The work he put in at Pinckney got him an invitation in 2010 to join an official districtwide group for the first time, a task force to evaluate school efficiency that eventually recommended closing Wakarusa Valley Elementary School.
"It was really interesting to … get a glimpse of when you're in those positions, sometimes where there is no good answer that everybody can agree on," Gordon-Ross said.
Now he said he's ready tackle that school board item on his bucket list. He said he is running on no agenda, but if elected to the board, the chief issue he'd like to address is equity.

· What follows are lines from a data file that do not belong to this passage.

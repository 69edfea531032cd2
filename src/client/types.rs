// Copyright Valkey GLIDE Project Contributors - SPDX Identifier: Apache-2.0

use std::collections::HashMap;
use std::time::Duration;

use crate::connection::ConnectionConfig;
use crate::errors::{Error, Result};
use crate::parser::ParserKind;

/// How invalid text in a decoded bulk reply is handled when
/// `decode_responses` is enabled.
#[derive(Debug, Clone, Copy, PartialEq, Eq, Default)]
pub enum EncodingErrors {
    /// Invalid UTF-8 fails the command with a response error.
    #[default]
    Strict,
    /// Invalid sequences are replaced with U+FFFD.
    Replace,
}

/// Client configuration. `Default` mirrors a plain local server setup.
#[derive(Debug, Clone)]
pub struct ClientConfig {
    pub host: String,
    pub port: u16,
    pub db: i64,
    pub password: Option<String>,
    /// Per-I/O deadline at the connection layer. `None` waits indefinitely.
    pub socket_timeout: Option<Duration>,
    /// Wire encoding for string arguments and decoded replies. Only UTF-8
    /// is supported; any other name is rejected at construction.
    pub encoding: String,
    pub encoding_errors: EncodingErrors,
    /// Decode bulk replies to text.
    pub decode_responses: bool,
    /// Size drain threshold of the command queue.
    pub cmd_maxsize: usize,
    /// Time drain deadline of the command queue.
    pub cmd_timeout: Duration,
    pub parser: ParserKind,
}

impl Default for ClientConfig {
    fn default() -> Self {
        Self {
            host: "localhost".to_string(),
            port: 6379,
            db: 0,
            password: None,
            socket_timeout: None,
            encoding: "utf-8".to_string(),
            encoding_errors: EncodingErrors::Strict,
            decode_responses: false,
            cmd_maxsize: 500,
            cmd_timeout: Duration::from_millis(10),
            parser: ParserKind::Streaming,
        }
    }
}

impl ClientConfig {
    pub(crate) fn validate(&self) -> Result<()> {
        if !matches!(
            self.encoding.to_ascii_lowercase().as_str(),
            "utf-8" | "utf8"
        ) {
            return Err(Error::Client(format!(
                "unsupported encoding `{}`, only utf-8 is available",
                self.encoding
            )));
        }
        if self.cmd_maxsize == 0 {
            return Err(Error::Client("cmd_maxsize must be at least 1".to_string()));
        }
        Ok(())
    }

    pub(crate) fn connection_config(&self) -> ConnectionConfig {
        ConnectionConfig {
            host: self.host.clone(),
            port: self.port,
            db: self.db,
            password: self.password.clone(),
            socket_timeout: self.socket_timeout,
            parser: self.parser,
        }
    }
}

/// Caller-supplied options for one command, passed through opaquely to its
/// response callback.
#[derive(Debug, Clone, Default)]
pub struct CommandOptions {
    options: HashMap<String, String>,
}

impl CommandOptions {
    pub fn new() -> CommandOptions {
        CommandOptions::default()
    }

    pub fn set(mut self, key: &str, value: &str) -> CommandOptions {
        self.options.insert(key.to_string(), value.to_string());
        self
    }

    pub fn get(&self, key: &str) -> Option<&str> {
        self.options.get(key).map(String::as_str)
    }
}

"And not racial equity," Gordon-Ross said. "To me it's socioeconomic equity, that's an equity that crosses racial lines."
He said initiatives such as blended learning, which outfits classrooms with an ample amount of mobile devices for increased online instruction, are problematic for disadvantaged students who will find it difficult to complete online homework when they don't have similar technology or an Internet connection at home.
He said making mobile devices available for check-out in school libraries is "a good start," but he doesn't think the district has "addressed it well enough for every student to have a chance to be successful."
Gordon-Ross also said he would be a voice for site councils and parent-teacher organizations. He said he was on course to visit one of those organizations from all but three schools in the district by election day — as many as he could.
As a board member, he said he would continue to regularly visit with those bodies from every building to ensure no facility is left behind on anything. He said a PTO member at Kennedy Elementary who is about the same age as Gordon-Ross told him her child was playing on the same playground equipment she used as a child.
"If I get elected I'll continue to show up at those meetings and … give them a voice," he said.